Taken together, natural language processing software and domain expertise allow ‘deep reading’ to be applied to the literature and other relevant input. Simply put, this means the machines that plow through the articles are able to ‘read’ them not only at the simple surface (word) level, but more like scientists do, making judgments about statements and findings, then extracting only information that validates or contributes to existing knowledge. 

This weeding out and systematisation process will make it much easier for the team to go to the next step—namely, providing accurate input for the modelers.  In addition the system becomes semantically ‘smarter’ with each iteration, which will ultimately benefit everyone who uses it, including current and future industry, academic and government partners.

Proof of concept  

Less than a year into the program, the possibilities look increasingly exciting. DARPA has requested the development of a ‘use case’ that starts with input of research articles, proceeds through automated analysis, informs automatically built and maintained models of the cancer processes being discussed, and suggests new questions on unresolved issues that lead to a bench scientist doing real experiments with the output, ending with that scientist contributing the results of these experiments back into the system to help inform future investigations.

This project started about nine months ago. For the next 18 months, the team will mine all available documents that mention anything related to the Kras protein (and its various synonyms); extract all relevant information into a central database; identify any gaps and inconsistencies; and ask the team’s biologist to perform specific experiments that could help close the gaps or remove the inconsistencies. The use case will serve as a proof of concept for the approach.

Outcome for pharma

So what will this project mean for pharma companies? First, its goal is to develop deep-reading algorithms that can summarise and distill information from an unprecedented 70-80% of the data in a single paper. Currently even the best systems only focus on capturing a portion of the information in a single paper, typically just over 30%.
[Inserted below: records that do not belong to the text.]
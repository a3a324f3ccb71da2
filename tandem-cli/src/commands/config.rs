//! `tandem config`: create and show `~/.tandem/config.yaml`.

use std::path::PathBuf;

use anyhow::{Context, Result};
use clap::{Args, Subcommand};

use tandem_core::config::{config_path_at, init_at, load_at};
use tandem_core::{Owner, Settings};

use super::home;

#[derive(Subcommand, Debug)]
pub enum ConfigCommand {
    /// Write a config file unless one already exists.
    Init(InitArgs),

    /// Print the stored settings as YAML.
    Show,
}

/// Arguments for `tandem config init`.
#[derive(Args, Debug)]
pub struct InitArgs {
    /// GitHub login owning the managed repositories.
    #[arg(long)]
    pub owner: String,

    /// Directory scanned for working copies.
    #[arg(long)]
    pub src_dir: PathBuf,

    /// Branch every repository is expected to sit on.
    #[arg(long)]
    pub default_branch: Option<String>,

    /// Create uploaded repositories as public.
    #[arg(long)]
    pub public: bool,
}

pub fn run(command: ConfigCommand) -> Result<()> {
    let home = home()?;
    match command {
        ConfigCommand::Init(args) => {
            let path = config_path_at(&home);
            let existed = path.exists();

            let src_dir = std::path::absolute(&args.src_dir).unwrap_or(args.src_dir);
            let mut settings = Settings::new(Owner::from(args.owner), src_dir);
            if let Some(branch) = args.default_branch {
                settings.default_branch = branch;
            }
            settings.private = !args.public;

            init_at(&home, settings).context("failed to initialize config")?;
            if existed {
                println!("✓ config already exists at {} (unchanged)", path.display());
            } else {
                println!("✓ wrote {}", path.display());
            }
        }
        ConfigCommand::Show => {
            let settings = load_at(&home).context("no config; run `tandem config init` first")?;
            let yaml = serde_yaml::to_string(&settings).context("failed to serialize settings")?;
            print!("{yaml}");
        }
    }
    Ok(())
}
With over a million articles published annually, companies looking to identify those academic papers that can provide inspiration for new avenues of research into oncology drugs currently face a vast amount of information. Whether they spend valuable time and resources manually searching for links in the published research, or rely on current technology, there is still a chance they will miss a number of the relationships between proteins and compounds that they need because the data is dispersed across a wide range of sources.

The use of automated deep reading to this level could provide a great boost to researchers seeking to optimise leads, and assist companies specifically researching KRAS-related cancers. An automated system that provides a single, constantly updated and freely-available single model of KRAS-activated tumours would allow scientists to help connect the dots between possible causes and treatments and develop drugs faster.

Ultimately, the aim is for the algorithms and models developed in this project to be expanded beyond the focus on KRAS-activated cancers, giving researchers working on different cancers and even other diseases entirely the same ability to search publications, make connections and understand the composition of diseases more quickly and with greater confidence; ultimately speeding the route of treatments to market. 

Professor Eduard Hovy is research professor at Carnegie Mellon Language Technologies Institute, and Anton Yuryev is consultant with Elsevier R&D Solutions’ Professional Services team.